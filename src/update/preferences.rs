use anyhow::{Context, Result};
use chrono::Utc;
use serde::{Deserialize, Serialize};
use std::path::{Path, PathBuf};
use std::str::FromStr;
use tokio::fs;
use tracing::debug;

use crate::constants::{
    CONFIG_DIR_ENV, CONFIG_DIR_NAME, CONFIG_FILE_NAME, LAST_CHECK_FILE_NAME,
};
use crate::core::UnipmError;

/// User-configurable update behavior, persisted as camelCase JSON in the
/// per-user configuration directory.
///
/// The on-disk field names (`autoCheck`, `checkInterval`, `autoDownload`,
/// `showNotifications`) are part of the config file format and must not
/// change. Missing fields take their defaults; a file with any field of the
/// wrong type is treated as wholly invalid and discarded in favor of
/// defaults - there is no partial adoption of a malformed file.
#[derive(Debug, Clone, PartialEq, Eq, Serialize, Deserialize)]
#[serde(rename_all = "camelCase")]
pub struct UpdateConfig {
    /// Whether automatic update checks are enabled.
    #[serde(default = "default_auto_check")]
    pub auto_check: bool,

    /// How often to check for updates, in hours. Always at least 1.
    #[serde(default = "default_check_interval")]
    pub check_interval: u64,

    /// Whether to download updates automatically when one is found.
    #[serde(default = "default_auto_download")]
    pub auto_download: bool,

    /// Whether background checks may print update notifications.
    #[serde(default = "default_show_notifications")]
    pub show_notifications: bool,
}

impl Default for UpdateConfig {
    fn default() -> Self {
        Self {
            auto_check: default_auto_check(),
            check_interval: default_check_interval(),
            auto_download: default_auto_download(),
            show_notifications: default_show_notifications(),
        }
    }
}

fn default_auto_check() -> bool {
    true
}

/// Check once per day by default.
fn default_check_interval() -> u64 {
    24
}

fn default_auto_download() -> bool {
    false
}

fn default_show_notifications() -> bool {
    true
}

impl UpdateConfig {
    /// Apply a string value to one typed field, validating it.
    ///
    /// # Errors
    ///
    /// Returns [`UnipmError::ConfigInvalid`] when the value does not parse
    /// for the field's type, or when `check-interval` is below 1.
    pub fn set(&mut self, field: ConfigField, value: &str) -> Result<(), UnipmError> {
        match field {
            ConfigField::AutoCheck => self.auto_check = parse_bool(field, value)?,
            ConfigField::AutoDownload => self.auto_download = parse_bool(field, value)?,
            ConfigField::ShowNotifications => {
                self.show_notifications = parse_bool(field, value)?;
            }
            ConfigField::CheckInterval => {
                let hours = value.trim().parse::<u64>().map_err(|_| {
                    UnipmError::ConfigInvalid {
                        reason: format!("'{value}' is not a valid number of hours"),
                    }
                })?;
                if hours < 1 {
                    return Err(UnipmError::ConfigInvalid {
                        reason: "check-interval must be at least 1 hour".to_string(),
                    });
                }
                self.check_interval = hours;
            }
        }
        Ok(())
    }
}

fn parse_bool(field: ConfigField, value: &str) -> Result<bool, UnipmError> {
    value
        .trim()
        .parse::<bool>()
        .map_err(|_| UnipmError::ConfigInvalid {
            reason: format!("'{value}' is not valid for {field}: expected true or false"),
        })
}

/// The closed set of configurable preference fields.
///
/// Keys are matched by their kebab-case CLI spelling or the camelCase JSON
/// spelling; anything else is rejected outright rather than silently
/// coerced.
#[derive(Debug, Clone, Copy, PartialEq, Eq)]
pub enum ConfigField {
    AutoCheck,
    CheckInterval,
    AutoDownload,
    ShowNotifications,
}

impl ConfigField {
    /// The kebab-case key used on the command line.
    #[must_use]
    pub fn key(self) -> &'static str {
        match self {
            Self::AutoCheck => "auto-check",
            Self::CheckInterval => "check-interval",
            Self::AutoDownload => "auto-download",
            Self::ShowNotifications => "show-notifications",
        }
    }
}

impl std::fmt::Display for ConfigField {
    fn fmt(&self, f: &mut std::fmt::Formatter<'_>) -> std::fmt::Result {
        f.write_str(self.key())
    }
}

impl FromStr for ConfigField {
    type Err = UnipmError;

    fn from_str(s: &str) -> Result<Self, Self::Err> {
        match s {
            "auto-check" | "autoCheck" => Ok(Self::AutoCheck),
            "check-interval" | "checkInterval" => Ok(Self::CheckInterval),
            "auto-download" | "autoDownload" => Ok(Self::AutoDownload),
            "show-notifications" | "showNotifications" => Ok(Self::ShowNotifications),
            other => Err(UnipmError::ConfigInvalid {
                reason: format!("unknown configuration key '{other}'"),
            }),
        }
    }
}

/// Persists update preferences and the last-check timestamp in the per-user
/// configuration directory.
///
/// The directory is created with owner-only permissions (0700) and both
/// files are restricted to owner read/write (0600) on platforms that support
/// POSIX permissions. Nothing is cached between calls - every invocation
/// reloads from disk.
pub struct PreferencesStore {
    config_dir: PathBuf,
}

impl PreferencesStore {
    /// Create a store rooted at `~/.unipm`, honoring the `UNIPM_CONFIG_DIR`
    /// environment override.
    ///
    /// # Errors
    ///
    /// Fails only when the home directory cannot be determined.
    pub fn new() -> Result<Self> {
        let config_dir = match std::env::var(CONFIG_DIR_ENV) {
            Ok(dir) if !dir.is_empty() => PathBuf::from(dir),
            _ => dirs::home_dir()
                .context("Could not determine home directory")?
                .join(CONFIG_DIR_NAME),
        };
        Ok(Self { config_dir })
    }

    /// Create a store rooted at an explicit directory.
    pub fn with_dir(config_dir: PathBuf) -> Self {
        Self { config_dir }
    }

    /// The directory holding config.json, the last-check stamp, and the
    /// installer's lock and script files.
    #[must_use]
    pub fn config_dir(&self) -> &Path {
        &self.config_dir
    }

    fn config_file(&self) -> PathBuf {
        self.config_dir.join(CONFIG_FILE_NAME)
    }

    fn last_check_file(&self) -> PathBuf {
        self.config_dir.join(LAST_CHECK_FILE_NAME)
    }

    /// Load preferences, falling back to defaults on a missing or invalid
    /// file. Invalid files are logged at debug level, never surfaced as
    /// errors.
    pub async fn load(&self) -> UpdateConfig {
        let raw = match fs::read_to_string(self.config_file()).await {
            Ok(raw) => raw,
            Err(e) => {
                if e.kind() != std::io::ErrorKind::NotFound {
                    debug!("Error loading config: {e}");
                }
                return UpdateConfig::default();
            }
        };

        match serde_json::from_str::<UpdateConfig>(&raw) {
            Ok(config) if config.check_interval >= 1 => config,
            Ok(_) => {
                debug!("Config file has an out-of-range checkInterval, using defaults");
                UpdateConfig::default()
            }
            Err(e) => {
                debug!("Invalid config file schema, using defaults: {e}");
                UpdateConfig::default()
            }
        }
    }

    /// Persist preferences, creating the config directory if needed.
    ///
    /// # Errors
    ///
    /// Fails on directory creation, serialization, or write errors.
    pub async fn save(&self, config: &UpdateConfig) -> Result<()> {
        self.ensure_config_dir().await?;

        let content =
            serde_json::to_string_pretty(config).context("Failed to serialize config")?;
        let path = self.config_file();
        fs::write(&path, content)
            .await
            .with_context(|| format!("Failed to write config to {}", path.display()))?;
        restrict_to_owner(&path).await;
        Ok(())
    }

    /// Whether an automatic check is due.
    ///
    /// `false` when `auto_check` is disabled; otherwise `true` when the
    /// last-check stamp is absent, unreadable, or older than
    /// `check_interval` hours.
    pub async fn should_check(&self) -> bool {
        let config = self.load().await;
        if !config.auto_check {
            return false;
        }

        let raw = match fs::read_to_string(self.last_check_file()).await {
            Ok(raw) => raw,
            // If we can't read the stamp, check anyway.
            Err(_) => return true,
        };

        match raw.trim().parse::<i64>() {
            Ok(last_check) => {
                let elapsed_ms = Utc::now().timestamp_millis().saturating_sub(last_check);
                let hours_since_check = elapsed_ms as f64 / (1000.0 * 60.0 * 60.0);
                hours_since_check >= config.check_interval as f64
            }
            Err(_) => true,
        }
    }

    /// Record that a check just happened.
    ///
    /// # Errors
    ///
    /// Fails on directory creation or write errors.
    pub async fn mark_checked(&self) -> Result<()> {
        self.ensure_config_dir().await?;

        let path = self.last_check_file();
        fs::write(&path, Utc::now().timestamp_millis().to_string())
            .await
            .with_context(|| format!("Failed to write {}", path.display()))?;
        restrict_to_owner(&path).await;
        Ok(())
    }

    async fn ensure_config_dir(&self) -> Result<()> {
        if self.config_dir.exists() {
            return Ok(());
        }

        fs::create_dir_all(&self.config_dir).await.with_context(|| {
            format!(
                "Failed to create config directory {}",
                self.config_dir.display()
            )
        })?;

        #[cfg(unix)]
        {
            use std::os::unix::fs::PermissionsExt;
            let permissions = std::fs::Permissions::from_mode(0o700);
            fs::set_permissions(&self.config_dir, permissions)
                .await
                .context("Failed to restrict config directory permissions")?;
        }

        Ok(())
    }
}

/// Restrict a file to owner read/write on POSIX platforms. Best-effort: a
/// failure is logged, not propagated.
async fn restrict_to_owner(path: &Path) {
    #[cfg(unix)]
    {
        use std::os::unix::fs::PermissionsExt;
        let permissions = std::fs::Permissions::from_mode(0o600);
        if let Err(e) = fs::set_permissions(path, permissions).await {
            debug!("Failed to restrict permissions on {}: {e}", path.display());
        }
    }
    #[cfg(not(unix))]
    {
        let _ = path;
    }
}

**Problem**
Which lines of the records above hold the word "files"? Copy each of them.

**Task answer**
/// files are restricted to owner read/write (0600) on platforms that support
    /// installer's lock and script files.
    /// file. Invalid files are logged at debug level, never surfaced as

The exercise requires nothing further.